I’ll be joining Andrew von Eschenbach, chairman of Project FDA and former FDA commissioner and former director of the National Cancer Institute at the National Institutes of Health; Paul Howard, a senior fellow at the Manhattan Institute and director of its Center for Medical Progress (parent of Project FDA); and Peter Huber, Manhattan Institute senior fellow and author of the forthcoming book, The Cure in the Code: How 20th Century Law is Undermining 21st Century Medicine. Also participating will be researchers, former FDA regulators, and representatives from innovative life sciences companies, patients’ groups, and the media.
I’m honored to be in such august company and to be asked to help solve this critical problem that affects every one of us. I’ll be talking about how the digitization and rapid sharing of clinical-trial and other health-care data can be used to speed up drug discovery and development – something I’ve written a lot about in the past.
It’s no secret that the clinical trials process is an enormously expensive and time-consuming part of bringing therapies to market with FDA approval, with Phase 3 clinical trials – final testing for effectiveness on large groups of patients – particularly onerous. This terrific editorial, by Dr. von Eschenbach and Tomas J. Philipson, explains why the clinical trials process is broken and why modernizing it, using digital technologies, will not only save lives but also jump-start the US economy.
I firmly believe that we can use technology to help modernize the clinical trials process to satisfy the FDA and payors’ goals of safety and efficiency and pharmaceutical companies,’ physicians’ and patients’ needs for expedience.

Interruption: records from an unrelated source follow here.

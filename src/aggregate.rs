//! Reductions over the time axis: monthly climatologies, day-to-day
//! variability and slicing of long series.

use ndarray::{Array3, Axis, Zip, s};
use tracing::debug;

use crate::grid::calendar::{DAYS_PER_YEAR, MONTHS_PER_YEAR, days_in_month, month_of_step};
use crate::grid::{FieldError, GridField, MonthlyClimatology, StdDevClimatology, TimeSeries, Unit};

/// Steps per slice written by default: 100 years of monthly data.
pub const DEFAULT_SLICE_STEPS: usize = 1200;

/// Mean of every calendar month over all years. Missing cells are skipped; a
/// cell missing in every year is missing in the result.
pub fn monthly_climatology(series: &TimeSeries) -> Result<MonthlyClimatology, FieldError> {
    let field = series.field();
    let shape = field.shape();
    if series.years() == 0 {
        return Err(FieldError::InvalidShape(format!(
            "cannot average '{}' without any years",
            field.variable_name()
        )));
    }

    let mut sums = Array3::<f64>::zeros((MONTHS_PER_YEAR, shape.lat, shape.lon));
    let mut counts = Array3::<u32>::zeros((MONTHS_PER_YEAR, shape.lat, shape.lon));
    for (t, slab) in field.values().axis_iter(Axis(0)).enumerate() {
        let month = month_of_step(t);
        Zip::from(sums.index_axis_mut(Axis(0), month))
            .and(counts.index_axis_mut(Axis(0), month))
            .and(&slab)
            .for_each(|s, n, &v| {
                if !field.is_missing(v) {
                    *s += v;
                    *n += 1;
                }
            });
    }

    let fill = field.output_fill_value();
    Zip::from(&mut sums).and(&counts).for_each(|s, &n| {
        *s = if n == 0 { fill } else { *s / n as f64 };
    });

    debug!(
        variable = field.variable_name(),
        years = series.years(),
        "aggregated monthly climatology"
    );
    MonthlyClimatology::new(field.derive(
        field.variable_name(),
        field.units(),
        sums,
        (0..MONTHS_PER_YEAR).map(|m| m as f64).collect(),
    ))
}

/// Standard deviation of daily precipitation within every month, averaged
/// over the years for each calendar month.
///
/// `daily` holds one step per day on a 365-day calendar starting 1 January,
/// in mm/day. The deviation divides by the number of days in the month.
/// Months with a missing day are left out of the average.
pub fn daily_precip_std_climatology(daily: &GridField) -> Result<StdDevClimatology, FieldError> {
    let shape = daily.shape();
    if shape.steps == 0 || shape.steps % DAYS_PER_YEAR != 0 {
        return Err(FieldError::IncompleteYear {
            variable: daily.variable_name().to_string(),
            steps: shape.steps,
        });
    }
    if !daily.units().is_empty() && daily.unit() != Unit::MmPerDay {
        return Err(FieldError::UnsupportedUnits {
            variable: daily.variable_name().to_string(),
            units: daily.units().to_string(),
            expected: "daily precipitation (mm/day)",
        });
    }
    let years = shape.steps / DAYS_PER_YEAR;

    // Per calendar month: sum of monthly deviations and how many went in.
    let mut std_sums = Array3::<f64>::zeros((MONTHS_PER_YEAR, shape.lat, shape.lon));
    let mut std_counts = Array3::<u32>::zeros((MONTHS_PER_YEAR, shape.lat, shape.lon));

    for year in 0..years {
        let mut start = year * DAYS_PER_YEAR;
        for month in 0..MONTHS_PER_YEAR {
            let end = start + days_in_month(month) as usize;
            let days = daily.values().slice(s![start..end, .., ..]);
            let n = (end - start) as f64;
            for ((y, x), std_sum) in std_sums.index_axis_mut(Axis(0), month).indexed_iter_mut() {
                let column = days.slice(s![.., y, x]);
                if column.iter().any(|&v| daily.is_missing(v)) {
                    continue;
                }
                let mean = column.sum() / n;
                let variance = column.iter().map(|v| (v - mean) * (v - mean)).sum::<f64>() / n;
                *std_sum += variance.sqrt();
                std_counts[[month, y, x]] += 1;
            }
            start = end;
        }
    }

    let fill = daily.output_fill_value();
    Zip::from(&mut std_sums).and(&std_counts).for_each(|s, &n| {
        *s = if n == 0 { fill } else { *s / n as f64 };
    });

    debug!(variable = daily.variable_name(), years, "computed day-to-day precipitation deviation");
    StdDevClimatology::new(daily.derive(
        daily.variable_name(),
        "mm/day",
        std_sums,
        (0..MONTHS_PER_YEAR).map(|m| m as f64).collect(),
    ))
}

/// Chronological slices of `steps_per_slice` steps each; the last one may be
/// shorter.
pub fn split_series(series: &TimeSeries, steps_per_slice: usize) -> Result<Vec<TimeSeries>, FieldError> {
    if steps_per_slice == 0 || steps_per_slice % MONTHS_PER_YEAR != 0 {
        return Err(FieldError::InvalidShape(format!(
            "slices of {steps_per_slice} steps do not hold whole years"
        )));
    }

    let field = series.field();
    let steps = field.shape().steps;
    (0..steps)
        .step_by(steps_per_slice)
        .map(|start| TimeSeries::new(field.slice_steps(start..(start + steps_per_slice).min(steps))))
        .collect()
}

/// Lines of an LPJ-GUESS CF gridlist: the longitude and latitude index of
/// every cell, tab separated, longitude outer.
pub fn gridlist_lines(field: &GridField) -> Vec<String> {
    let shape = field.shape();
    (0..shape.lon)
        .flat_map(|x| (0..shape.lat).map(move |y| format!("{x}\t{y}")))
        .collect()
}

Using digital technologies, we can create new levels of information liquidity, transparency and fluidity among physicians, patients and regulators. We can create amazing advancements in bench-testing, field data collection, and data analytics that complement the amazing advancements we’ve seen in molecular medicine. With the right digital technologies, we can afford to create medicines that serve smaller patient populations, for whom there had been little or no hope in the past due to cost.
We just need to think differently and apply the technologies that are mainstream on the World Wide Web today – and to get started…TODAY.